Every line of the material below that contains the string "CorsLayer" must appear in the answer.

Recorded information.
▼

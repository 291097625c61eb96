//! services/api/src/web/router.rs
//!
//! Assembles the full application router.

use axum::{
    extract::DefaultBodyLimit,
    http::{
        header::{ACCEPT, CONTENT_TYPE},
        HeaderValue, Method,
    },
    middleware as axum_middleware,
    routing::{get, post},
    Router,
};
use std::sync::Arc;
use tower_http::{cors::CorsLayer, trace::TraceLayer};
use tracing::warn;
use utoipa::OpenApi;
use utoipa_swagger_ui::SwaggerUi;

use crate::web::{
    auth::{login_handler, logout_handler},
    middleware::{require_auth, require_auth_page},
    pages::{
        health_handler, index_handler, login_page_handler, search_page_handler, vehicles_handler,
    },
    rest::ApiDoc,
    search::{search_parts_handler, search_parts_public_handler},
    state::AppState,
};

/// Builds the router with every route, the body limit, CORS, tracing and Swagger UI.
pub fn router(app_state: Arc<AppState>) -> Router {
    // Public routes (no auth required)
    let public_routes = Router::new()
        .route("/", get(index_handler))
        .route("/login", get(login_page_handler))
        .route("/logout", get(logout_handler))
        .route("/health", get(health_handler))
        .route("/api/login", post(login_handler))
        .route("/api/vehicles", get(vehicles_handler))
        .route("/api/search-parts-public", post(search_parts_public_handler));

    // Protected API routes answer 401 JSON
    let protected_api = Router::new()
        .route("/api/search-parts", post(search_parts_handler))
        .layer(axum_middleware::from_fn_with_state(
            app_state.clone(),
            require_auth,
        ));

    // Protected pages redirect to the login page
    let protected_pages = Router::new()
        .route("/search", get(search_page_handler))
        .layer(axum_middleware::from_fn_with_state(
            app_state.clone(),
            require_auth_page,
        ));

    let mut api_router = Router::new()
        .merge(public_routes)
        .merge(protected_api)
        .merge(protected_pages)
        .layer(DefaultBodyLimit::max(app_state.config.max_upload_bytes));

    if let Some(origin) = &app_state.config.cors_origin {
        match origin.parse::<HeaderValue>() {
            Ok(origin) => {
                let cors = CorsLayer::new()
                    .allow_origin(origin)
                    .allow_credentials(true)
                    .allow_methods([Method::GET, Method::POST, Method::OPTIONS])
                    .allow_headers([CONTENT_TYPE, ACCEPT]);
                api_router = api_router.layer(cors);
            }
            Err(e) => warn!("Ignoring invalid CORS_ORIGIN '{}': {}", origin, e),
        }
    }

    // Merge the API router with the Swagger UI router for a complete application.
    Router::new()
        .merge(api_router.with_state(app_state))
        .merge(SwaggerUi::new("/swagger-ui").url("/api-docs/openapi.json", ApiDoc::openapi()))
        .layer(TraceLayer::new_for_http())
}
//! services/api/src/bin/openapi.rs
//!
//! Writes the OpenAPI 3 document for the parts finder API to disk.
//!
//! Usage: `openapi [OUTPUT]`, defaulting to `openapi.json`.

use api_lib::web::rest::ApiDoc;
use utoipa::OpenApi;

const DEFAULT_OUTPUT: &str = "openapi.json";

fn write_document(
    api_doc: utoipa::openapi::OpenApi,
    path: &str,
) -> Result<(), Box<dyn std::error::Error>> {
    let json = api_doc.to_pretty_json()?;
    std::fs::write(path, json)?;
    println!("OpenAPI document written to {} ({} paths)", path, api_doc.paths.paths.len());
    Ok(())
}

fn main() -> Result<(), Box<dyn std::error::Error>> {
    let output = std::env::args()
        .nth(1)
        .unwrap_or_else(|| DEFAULT_OUTPUT.to_string());
    write_document(ApiDoc::openapi(), &output)
}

▲

Answer to the exercise.
use tower_http::{cors::CorsLayer, trace::TraceLayer};
                let cors = CorsLayer::new()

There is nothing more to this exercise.